The outpatient pharmacy has benefited from EHRs as well. Electronic prescribing and renewal requests for medications, including controlled substances, has reduced the risk of transcription error and prescription tampering. Electronic cancellation notices from the EHR have reduced the risk of inappropriate refills. And with more advanced pharmacy systems, patients have enjoyed the ability to request refills online and automatically be notified when their prescriptions are ready.
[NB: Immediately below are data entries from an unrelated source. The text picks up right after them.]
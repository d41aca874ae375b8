use chrono::{DateTime, SecondsFormat, Utc};
use sqlx::{sqlite::SqlitePoolOptions, FromRow, SqlitePool};
use tracing::{debug, warn};

use crate::model::{NewsItem, NewsPage, Preferences, User, ALL_CATEGORIES};

pub const PAGE_SIZE: u32 = 10;
pub const TRENDING_LIMIT: u32 = 20;
pub const SEARCH_LIMIT: u32 = 10;

const NEWS_COLUMNS: &str = "article_id, title, description, content, author, source, url, \
     image_url, published_at, category, is_breaking, is_trending";

#[derive(Debug, Clone, FromRow)]
struct NewsRow {
    article_id: String,
    title: String,
    description: String,
    content: String,
    author: String,
    source: String,
    url: String,
    image_url: String,
    published_at: String,
    category: String,
    is_breaking: bool,
    is_trending: bool,
}

impl From<NewsRow> for NewsItem {
    fn from(row: NewsRow) -> Self {
        let published_at = DateTime::parse_from_rfc3339(&row.published_at)
            .ok()
            .map(|dt| dt.with_timezone(&Utc));

        NewsItem {
            id: row.article_id,
            title: row.title,
            description: row.description,
            content: row.content,
            author: row.author,
            source: row.source,
            url: row.url,
            image_url: row.image_url,
            published_at,
            category: row.category,
            is_breaking: row.is_breaking,
            is_trending: row.is_trending,
            is_new: false,
        }
    }
}

#[derive(Debug, Clone, FromRow)]
struct UserRow {
    id: String,
    name: String,
    email: String,
    categories: String,
    sources: String,
}

/// Result of writing a batch of items to the cache.
#[derive(Debug, Clone, Copy, Default, PartialEq, Eq)]
pub struct BatchOutcome {
    pub inserted: usize,
    /// Items whose identity was already cached.
    pub duplicates: usize,
    /// Items dropped for missing required fields.
    pub skipped: usize,
}

#[derive(Debug, Clone, Copy, PartialEq, Eq)]
pub enum SaveOutcome {
    Inserted,
    Updated,
}

fn format_timestamp(ts: DateTime<Utc>) -> String {
    ts.to_rfc3339_opts(SecondsFormat::Millis, true)
}

pub struct Database {
    pool: SqlitePool,
}

impl Database {
    pub async fn new(database_url: &str) -> anyhow::Result<Self> {
        let pool = SqlitePoolOptions::new()
            .max_connections(5)
            .connect(database_url)
            .await?;

        Ok(Self { pool })
    }

    pub async fn initialize(&self) -> anyhow::Result<()> {
        sqlx::query(
            r#"
            CREATE TABLE IF NOT EXISTS news (
                id INTEGER PRIMARY KEY,
                article_id TEXT NOT NULL UNIQUE,
                title TEXT NOT NULL,
                description TEXT NOT NULL DEFAULT '',
                content TEXT NOT NULL DEFAULT '',
                author TEXT NOT NULL DEFAULT 'Unknown',
                source TEXT NOT NULL,
                url TEXT NOT NULL,
                image_url TEXT NOT NULL DEFAULT '',
                published_at TEXT NOT NULL,
                category TEXT NOT NULL,
                is_breaking INTEGER NOT NULL DEFAULT 0,
                is_trending INTEGER NOT NULL DEFAULT 0,
                created_at TEXT NOT NULL,
                updated_at TEXT NOT NULL
            )
            "#,
        )
        .execute(&self.pool)
        .await?;

        for index in [
            "CREATE INDEX IF NOT EXISTS idx_news_published ON news(published_at DESC)",
            "CREATE INDEX IF NOT EXISTS idx_news_category ON news(category)",
            "CREATE INDEX IF NOT EXISTS idx_news_trending ON news(is_trending, published_at DESC)",
            "CREATE INDEX IF NOT EXISTS idx_news_breaking ON news(is_breaking, published_at DESC)",
        ] {
            sqlx::query(index).execute(&self.pool).await?;
        }

        sqlx::query(
            r#"
            CREATE TABLE IF NOT EXISTS users (
                id TEXT PRIMARY KEY,
                name TEXT NOT NULL,
                email TEXT NOT NULL,
                categories TEXT NOT NULL DEFAULT '[]',
                sources TEXT NOT NULL DEFAULT '[]'
            )
            "#,
        )
        .execute(&self.pool)
        .await?;

        Ok(())
    }

    /// Insert a batch, keeping going past duplicates and invalid items.
    ///
    /// Duplicate identities count as already present. Any other write
    /// failure aborts the remainder of the batch and is returned.
    pub async fn upsert_batch(&self, items: &[NewsItem]) -> anyhow::Result<BatchOutcome> {
        let mut outcome = BatchOutcome::default();

        for item in items {
            if !item.is_storable() {
                warn!("Skipping invalid news item '{}' ({})", item.title, item.id);
                outcome.skipped += 1;
                continue;
            }

            match self.insert_item(item).await {
                Ok(()) => outcome.inserted += 1,
                Err(sqlx::Error::Database(e)) if e.is_unique_violation() => {
                    outcome.duplicates += 1;
                }
                Err(e) => return Err(e.into()),
            }
        }

        if outcome.duplicates > 0 {
            debug!(
                "{} news items already cached, skipped duplicates",
                outcome.duplicates
            );
        }

        Ok(outcome)
    }

    async fn insert_item(&self, item: &NewsItem) -> Result<(), sqlx::Error> {
        let now = format_timestamp(Utc::now());
        sqlx::query(
            r#"
            INSERT INTO news (article_id, title, description, content, author, source, url,
                              image_url, published_at, category, is_breaking, is_trending,
                              created_at, updated_at)
            VALUES (?, ?, ?, ?, ?, ?, ?, ?, ?, ?, ?, ?, ?, ?)
            "#,
        )
        .bind(&item.id)
        .bind(&item.title)
        .bind(&item.description)
        .bind(&item.content)
        .bind(&item.author)
        .bind(&item.source)
        .bind(&item.url)
        .bind(&item.image_url)
        .bind(item.published_at.map(format_timestamp))
        .bind(&item.category)
        .bind(item.is_breaking)
        .bind(item.is_trending)
        .bind(&now)
        .bind(&now)
        .execute(&self.pool)
        .await?;
        Ok(())
    }

    /// Insert or replace a single item by identity.
    pub async fn save_item(&self, item: &NewsItem) -> anyhow::Result<SaveOutcome> {
        if !item.is_storable() {
            anyhow::bail!("news item '{}' is missing required fields", item.id);
        }

        let now = format_timestamp(Utc::now());
        let mut tx = self.pool.begin().await?;

        let (existing,): (i64,) = sqlx::query_as("SELECT COUNT(*) FROM news WHERE article_id = ?")
            .bind(&item.id)
            .fetch_one(&mut *tx)
            .await?;

        sqlx::query(
            r#"
            INSERT INTO news (article_id, title, description, content, author, source, url,
                              image_url, published_at, category, is_breaking, is_trending,
                              created_at, updated_at)
            VALUES (?, ?, ?, ?, ?, ?, ?, ?, ?, ?, ?, ?, ?, ?)
            ON CONFLICT(article_id) DO UPDATE SET
                title = excluded.title,
                description = excluded.description,
                content = excluded.content,
                author = excluded.author,
                source = excluded.source,
                url = excluded.url,
                image_url = excluded.image_url,
                published_at = excluded.published_at,
                category = excluded.category,
                is_breaking = excluded.is_breaking,
                is_trending = excluded.is_trending,
                updated_at = excluded.updated_at
            "#,
        )
        .bind(&item.id)
        .bind(&item.title)
        .bind(&item.description)
        .bind(&item.content)
        .bind(&item.author)
        .bind(&item.source)
        .bind(&item.url)
        .bind(&item.image_url)
        .bind(item.published_at.map(format_timestamp))
        .bind(&item.category)
        .bind(item.is_breaking)
        .bind(item.is_trending)
        .bind(&now)
        .bind(&now)
        .execute(&mut *tx)
        .await?;

        tx.commit().await?;

        Ok(if existing > 0 {
            SaveOutcome::Updated
        } else {
            SaveOutcome::Inserted
        })
    }

    pub async fn get_item(&self, article_id: &str) -> anyhow::Result<Option<NewsItem>> {
        let row = sqlx::query_as::<_, NewsRow>(&format!(
            "SELECT {NEWS_COLUMNS} FROM news WHERE article_id = ?"
        ))
        .bind(article_id)
        .fetch_optional(&self.pool)
        .await?;
        Ok(row.map(NewsItem::from))
    }

    /// One page of cached items, newest first. `all` disables the category filter.
    pub async fn query_page(&self, category: &str, page: u32) -> anyhow::Result<NewsPage> {
        let page = page.max(1);
        let offset = i64::from(page - 1) * i64::from(PAGE_SIZE);

        let rows = sqlx::query_as::<_, NewsRow>(&format!(
            r#"
            SELECT {NEWS_COLUMNS} FROM news
            WHERE ? = ? OR category = ?
            ORDER BY published_at DESC, id DESC
            LIMIT ? OFFSET ?
            "#
        ))
        .bind(category)
        .bind(ALL_CATEGORIES)
        .bind(category)
        .bind(i64::from(PAGE_SIZE))
        .bind(offset)
        .fetch_all(&self.pool)
        .await?;

        let (total,): (i64,) =
            sqlx::query_as("SELECT COUNT(*) FROM news WHERE ? = ? OR category = ?")
                .bind(category)
                .bind(ALL_CATEGORIES)
                .bind(category)
                .fetch_one(&self.pool)
                .await?;

        Ok(NewsPage {
            items: rows.into_iter().map(NewsItem::from).collect(),
            total_items: total,
            page,
            page_size: PAGE_SIZE,
            has_more: i64::from(page) * i64::from(PAGE_SIZE) < total,
        })
    }

    pub async fn query_trending(&self) -> anyhow::Result<NewsPage> {
        let rows = sqlx::query_as::<_, NewsRow>(&format!(
            r#"
            SELECT {NEWS_COLUMNS} FROM news
            WHERE is_trending = 1
            ORDER BY published_at DESC, id DESC
            LIMIT ?
            "#
        ))
        .bind(i64::from(TRENDING_LIMIT))
        .fetch_all(&self.pool)
        .await?;

        let items: Vec<NewsItem> = rows.into_iter().map(NewsItem::from).collect();
        Ok(NewsPage {
            total_items: items.len() as i64,
            items,
            page: 1,
            page_size: TRENDING_LIMIT,
            has_more: false,
        })
    }

    /// Case-insensitive substring match over title, description and content.
    pub async fn search(&self, query: &str) -> anyhow::Result<NewsPage> {
        let rows = sqlx::query_as::<_, NewsRow>(&format!(
            r#"
            SELECT {NEWS_COLUMNS} FROM news
            WHERE instr(lower(title), lower(?)) > 0
               OR instr(lower(description), lower(?)) > 0
               OR instr(lower(content), lower(?)) > 0
            ORDER BY published_at DESC, id DESC
            LIMIT ?
            "#
        ))
        .bind(query)
        .bind(query)
        .bind(query)
        .bind(i64::from(SEARCH_LIMIT))
        .fetch_all(&self.pool)
        .await?;

        let items: Vec<NewsItem> = rows.into_iter().map(NewsItem::from).collect();
        Ok(NewsPage {
            total_items: items.len() as i64,
            items,
            page: 1,
            page_size: SEARCH_LIMIT,
            has_more: false,
        })
    }

    pub async fn get_user(&self, user_id: &str) -> anyhow::Result<Option<User>> {
        let row = sqlx::query_as::<_, UserRow>("SELECT * FROM users WHERE id = ?")
            .bind(user_id)
            .fetch_optional(&self.pool)
            .await?;

        row.map(|row| -> anyhow::Result<User> {
            Ok(User {
                id: row.id,
                name: row.name,
                email: row.email,
                preferences: Preferences {
                    categories: serde_json::from_str(&row.categories)?,
                    sources: serde_json::from_str(&row.sources)?,
                },
            })
        })
        .transpose()
    }

    pub async fn save_user(&self, user: &User) -> anyhow::Result<()> {
        let categories = serde_json::to_string(&user.preferences.categories)?;
        let sources = serde_json::to_string(&user.preferences.sources)?;

        sqlx::query(
            r#"
            INSERT INTO users (id, name, email, categories, sources)
            VALUES (?, ?, ?, ?, ?)
            ON CONFLICT(id) DO UPDATE SET
                name = excluded.name,
                email = excluded.email,
                categories = excluded.categories,
                sources = excluded.sources
            "#,
        )
        .bind(&user.id)
        .bind(&user.name)
        .bind(&user.email)
        .bind(categories)
        .bind(sources)
        .execute(&self.pool)
        .await?;
        Ok(())
    }
}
Despite the EHR’s positive contributions to both clinical and operational pharmacy services, there are still areas where it could be improved. The EHR often presents redundant, pre-populated information. As a result, pharmacists spend unnecessary time hunting for pertinent information in order to perform drug therapy services. There is also a constant blaring of irrelevant drug alerts, which can lead to alert fatigue and a potential for accidentally overriding important drug safety checks. The EHR also has a frustrating reliance on inflexible electronic templates that limit the ability of the pharmacist to create more personalized medication care plans. The ease of creating errors can also be amplified with an EHR. Mike Dinapoli explains, “The simple click of something makes life easier. However, that also means that with a simple click you can completely order the wrong drug, frequency, et cetera.” According to Lorie Gull, the EHR could do a better job at helping to streamline pharmacy inventory management by “increasing interoperability between inventory and patient care systems, which would allow for better forecasting the need for increasing or decreasing certain agents based on utilization.”
By allowing access to a complete medical record, the EHR gives pharmacists the ability to provide timely medication reviews and deliver comprehensive, evidence-based drug therapy recommendations. The EHR allows for more efficient communication, both among pharmacists and between pharmacists and healthcare staff, which allows for a more efficient resolution of medication related problems. Drug safety and formulary management have also been revolutionized by the EHR with the incorporation of CPOE, bar-code assisted medication administration and formulary management systems. While far from perfect, the EHR is still a step in the right direction for pharmacists. As Ifeoma Asoh, a critical care pharmacist from UMass Memorial asserts, “Has it truly been game-changing? Perhaps. If one counts the higher accuracy in medication prescribing as a result of prebuilt order sets, the improved accessibility to pertinent data, such as vital signs, the increased flow of data from outside sources…then yes . The current state is a far cry from the days of pen and paper that saw us squinting at illegible handwriting, chasing down patient charts and wondering what effect the metoprolol we recommended had on the patient’s heart rate. I still prefer how tables or algorithms are displayed on paper. However, my fondness isn’t strong enough to return to the old days.”
Dinesh Yogaratnam, PharmD, BCPS, BCCCP is Associate Professor of Pharmacy Practice at Massachusetts College of Pharmacy and Health Sciences’s School of Pharmacy.